The euro may take pundits by surprise next year by climbing faster than expected.
The common currency is seen rising to $1.12 by March before a steady ascent to $1.16 by the end of 2020, up from around $1.1065 now, according to a Bloomberg survey. Yet some analysts could be underestimating the prospects for fiscal stimulus, a growing chorus against the European Central Bank’s sub-zero interest rates and the potential for a pick-up in volatility that would threaten the viability of using the euro as a funding currency for carry trades.
An increasing number of banks are becoming more optimistic on the euro’s 2020 prospects. Morgan Stanley is the most bullish on Wall Street, betting on the euro rallying nearly 5% to $1.16 in the first quarter as one of its top trades. ABN Amro Bank NV and Commerzbank AG also see a faster climb to $1.14 by March, as the region’s economy stabilises and Brexit uncertainty fades. And options traders are betting on gains for the common currency.

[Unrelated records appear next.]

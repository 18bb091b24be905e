//! Recording buffer.
//!
//! [`ActionBuffer::start`] attaches every source once and spawns a single
//! merge task that appends their events, in arrival order, to a fresh
//! [`ActionLog`]. Readers fan out from that log; sources are never attached
//! twice. The merge task is the only writer and freezes the log when it
//! ends, whatever the reason.

use std::sync::Arc;
use std::time::Duration;

use futures::StreamExt;
use futures::stream::SelectAll;
use tokio::task::JoinHandle;
use tokio::time::Instant;

use crate::config::RecordingLimits;
use crate::error::{ReplayError, Result};
use crate::log::ActionLog;
use crate::source::EventSource;
use crate::util::{CancelToken, CaptureClock};

/// Why a recording ended.
#[derive(Debug, Clone, Copy, PartialEq, Eq)]
pub enum RecordingEnd {
    /// Stopped on request.
    Stopped,
    /// Every source finished.
    SourcesExhausted,
    /// The event or duration limit was reached.
    LimitReached,
}

/// Starts recordings.
#[derive(Debug, Clone, Default)]
pub struct ActionBuffer {
    limits: RecordingLimits,
}

impl ActionBuffer {
    /// Create a buffer without recording limits.
    #[must_use]
    pub fn new() -> Self {
        Self::default()
    }

    /// Create a buffer with recording limits.
    #[must_use]
    pub const fn with_limits(limits: RecordingLimits) -> Self {
        Self { limits }
    }

    /// The limits applied to each recording.
    #[must_use]
    pub const fn limits(&self) -> &RecordingLimits {
        &self.limits
    }

    /// Start a recording over the given sources.
    ///
    /// Must be called from within a tokio runtime.
    #[must_use]
    pub fn start(&self, sources: Vec<Box<dyn EventSource>>) -> Recording {
        let log = ActionLog::new();
        let cancel = CancelToken::new();
        let clock = CaptureClock::start();

        tracing::info!(sources = sources.len(), "Recording started");

        let task = tokio::spawn(merge(
            sources,
            log.clone(),
            cancel.clone(),
            self.limits.clone(),
            clock,
        ));

        Recording {
            log,
            cancel,
            clock,
            task: Some(task),
        }
    }
}

/// A live recording.
///
/// Dropping the recording cancels it; the log stays readable through any
/// other handle.
#[derive(Debug)]
pub struct Recording {
    log: ActionLog,
    cancel: CancelToken,
    clock: CaptureClock,
    task: Option<JoinHandle<Result<RecordingEnd>>>,
}

impl Recording {
    /// The log being recorded into.
    #[must_use]
    pub const fn log(&self) -> &ActionLog {
        &self.log
    }

    /// Token that stops the recording when cancelled.
    #[must_use]
    pub fn cancel_token(&self) -> CancelToken {
        self.cancel.clone()
    }

    /// The capture clock shared by this recording's sources.
    #[must_use]
    pub const fn clock(&self) -> CaptureClock {
        self.clock
    }

    /// Check if the merge task has ended.
    #[must_use]
    pub fn is_finished(&self) -> bool {
        self.task.as_ref().is_none_or(JoinHandle::is_finished)
    }

    /// Wait for the recording to end on its own.
    ///
    /// Resolves once, with the reason or the source failure; pends forever
    /// on later calls. Cancel-safe, so it can sit in a `select!` loop.
    pub async fn finished(&mut self) -> Result<RecordingEnd> {
        let Some(task) = self.task.as_mut() else {
            return std::future::pending().await;
        };
        let joined = task.await;
        self.task = None;
        flatten(joined)
    }

    /// Stop the recording and return the frozen log.
    ///
    /// A source failure that happened before the stop is returned as the
    /// error; the events captured up to it stay in the log.
    pub async fn stop(mut self) -> Result<ActionLog> {
        self.cancel.cancel();
        let outcome = match self.task.take() {
            Some(task) => flatten(task.await).map(|_| ()),
            None => Ok(()),
        };
        self.log.freeze();
        tracing::info!(events = self.log.len(), "Recording stopped");
        outcome.map(|()| self.log.clone())
    }
}

impl Drop for Recording {
    fn drop(&mut self) {
        self.cancel.cancel();
    }
}

fn flatten(
    joined: std::result::Result<Result<RecordingEnd>, tokio::task::JoinError>,
) -> Result<RecordingEnd> {
    joined.map_err(|e| ReplayError::RecordingTaskFailed {
        message: e.to_string(),
    })?
}

async fn sleep_until(deadline: Option<Instant>) {
    match deadline {
        Some(deadline) => tokio::time::sleep_until(deadline).await,
        None => std::future::pending().await,
    }
}

async fn merge(
    sources: Vec<Box<dyn EventSource>>,
    log: ActionLog,
    cancel: CancelToken,
    limits: RecordingLimits,
    clock: CaptureClock,
) -> Result<RecordingEnd> {
    let mut streams = SelectAll::new();
    for source in sources {
        let name: Arc<str> = Arc::from(source.name());
        tracing::debug!(source = %name, "Attaching event source");
        streams.push(
            source
                .attach(clock)
                .map(move |item| (Arc::clone(&name), item))
                .boxed(),
        );
    }

    let deadline = limits
        .max_duration
        .map(|limit: Duration| clock.origin() + limit);

    let end = loop {
        tokio::select! {
            biased;
            () = cancel.cancelled() => break Ok(RecordingEnd::Stopped),
            () = sleep_until(deadline) => {
                tracing::info!("Recording duration limit reached");
                break Ok(RecordingEnd::LimitReached);
            }
            next = streams.next() => match next {
                None => break Ok(RecordingEnd::SourcesExhausted),
                Some((_, Ok(event))) => {
                    let len = match log.append(event) {
                        Ok(index) => index + 1,
                        Err(e) => break Err(e),
                    };
                    if limits.max_events.is_some_and(|max| len >= max) {
                        tracing::info!(events = len, "Recording event limit reached");
                        break Ok(RecordingEnd::LimitReached);
                    }
                }
                Some((name, Err(error))) => {
                    tracing::warn!(source = %name, error = %error, "Event source failed");
                    break Err(ReplayError::source_delivery(name.as_ref(), &error));
                }
            },
        }
    };

    // Dropping the streams detaches every source.
    drop(streams);
    log.freeze();
    end
}

#[cfg(test)]
mod tests {
    use super::*;
    use crate::event::Event;
    use crate::source::ScriptedSource;

    #[tokio::test]
    async fn no_sources_gives_empty_log() {
        let mut recording = ActionBuffer::new().start(Vec::new());
        assert_eq!(
            recording.finished().await.unwrap(),
            RecordingEnd::SourcesExhausted
        );
        let log = recording.stop().await.unwrap();
        assert!(log.is_empty());
        assert!(log.is_frozen());
    }

    #[tokio::test(start_paused = true)]
    async fn event_limit_ends_recording() {
        let script = ScriptedSource::from_events(
            "script",
            (0..10).map(|i| Event::pointer_move(i, 0.0, 0.0)),
        )
        .hold_open();
        let buffer = ActionBuffer::with_limits(RecordingLimits::default().max_events(3));
        let mut recording = buffer.start(vec![Box::new(script)]);

        assert_eq!(recording.finished().await.unwrap(), RecordingEnd::LimitReached);
        assert_eq!(recording.log().len(), 3);
        assert!(recording.log().is_frozen());
    }

    #[tokio::test(start_paused = true)]
    async fn duration_limit_ends_recording() {
        let script = ScriptedSource::new("idle").hold_open();
        let buffer = ActionBuffer::with_limits(
            RecordingLimits::default().max_duration(Duration::from_millis(500)),
        );
        let mut recording = buffer.start(vec![Box::new(script)]);
        assert_eq!(recording.finished().await.unwrap(), RecordingEnd::LimitReached);
    }
}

The new ECB President Christine Lagarde, who will give her first policy meeting announcement on Thursday, seems focused on the need for greater fiscal stimulus to tackle the region’s growth and inflation troubles. She has acknowledged that “the ECB’s accommodative policy stance has been a key driver of domestic demand during the recovery, and that stance remains in place,” which in theory supports bets on further interest-rate cuts next year, as current market pricing suggests.

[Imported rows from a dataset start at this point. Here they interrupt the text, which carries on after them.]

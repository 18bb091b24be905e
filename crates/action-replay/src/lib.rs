//! action-replay: interaction recording and time-paced replay
//!
//! This crate records timestamped pointer interaction from one or more
//! event sources into an append-only log, and replays that log through a
//! rendering sink at an adjustable speed, preserving the original relative
//! timing.
//!
//! # Features
//!
//! - **Single-attach recording**: every source is attached once per
//!   recording and merged by one task ([`ActionBuffer`])
//! - **Fan-out log**: any number of readers and players, each with its own
//!   cursor ([`ActionLog`])
//! - **Tick-driven playback** with coalesced batches and a virtual clock
//!   ([`Player`])
//! - **Session state machine** for record/play/stop ([`SessionController`])
//! - **Layered configuration** from defaults, TOML and `ACTION_REPLAY_*`
//!   environment variables
//! - **Tracing subscriber setup** (feature: `subscriber`)
//!
//! # Example
//!
//! ```ignore
//! use action_replay::prelude::*;
//!
//! #[tokio::main(flavor = "current_thread")]
//! async fn main() -> Result<()> {
//!     let log = ActionLog::from_events(vec![
//!         Event::pointer_move(0, 10.0, 10.0),
//!         Event::click(50, 12.0, 14.0),
//!     ]);
//!     let mut sink = CollectingSink::new();
//!     let mut playback = Player::new().play(log.snapshot(), 2.0)?;
//!     playback.run(&mut sink).await?;
//!     assert_eq!(sink.events().len(), 2);
//!     Ok(())
//! }
//! ```

pub mod buffer;
pub mod config;
pub mod error;
pub mod event;
pub mod log;
pub mod player;
pub mod prelude;
pub mod session;
pub mod sink;
pub mod source;
pub mod util;

/// Tracing subscriber installation.
#[cfg(feature = "subscriber")]
pub mod logging;

pub use buffer::{ActionBuffer, Recording, RecordingEnd};
pub use config::{LoggingConfig, RecordingLimits, ReplayConfig};
pub use error::{ReplayError, Result, SinkError, SourceError};
pub use event::{Event, EventKind, Point, Timestamp};
pub use log::{ActionLog, LogReader, LogSnapshot, LogStatus};
pub use player::{Batch, Playback, PlaybackEnd, Player, VirtualClock};
pub use session::{
    CallbackHooks, ControlRequest, ExitReason, LifecycleEvent, NoHooks, SessionController,
    SessionHooks, SessionMode,
};
pub use sink::{BatchSink, CollectingSink, FnSink, NullSink};
pub use source::{
    ChannelSource, EventSource, ScriptStep, ScriptedSource, SourceHandle, SourceProvider,
    WanderSource,
};
pub use util::{CancelToken, CaptureClock};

This sub-zero monetary stance is being increasingly challenged by euro-zone finance chiefs, complaining about its detrimental impact on savings and pension systems. And they are not alone. Pacific Investment Management Co warns that negative rates may be doing more harm than good as they squeeze banks’ profitability, depress market returns and create a “money illusion” in which savers feel poorer and thus cut consumption.
Policy makers counter that negative rates wouldn’t last so long if governments did more to stimulate their economies. The ECB may end up tweaking its inflation goal to 2% over the medium term, which could finally result in a pick-up in inflation expectations. Then the market may need to start pricing in a move away from negative interest rates, effectively reducing the euro’s allure as a funding currency.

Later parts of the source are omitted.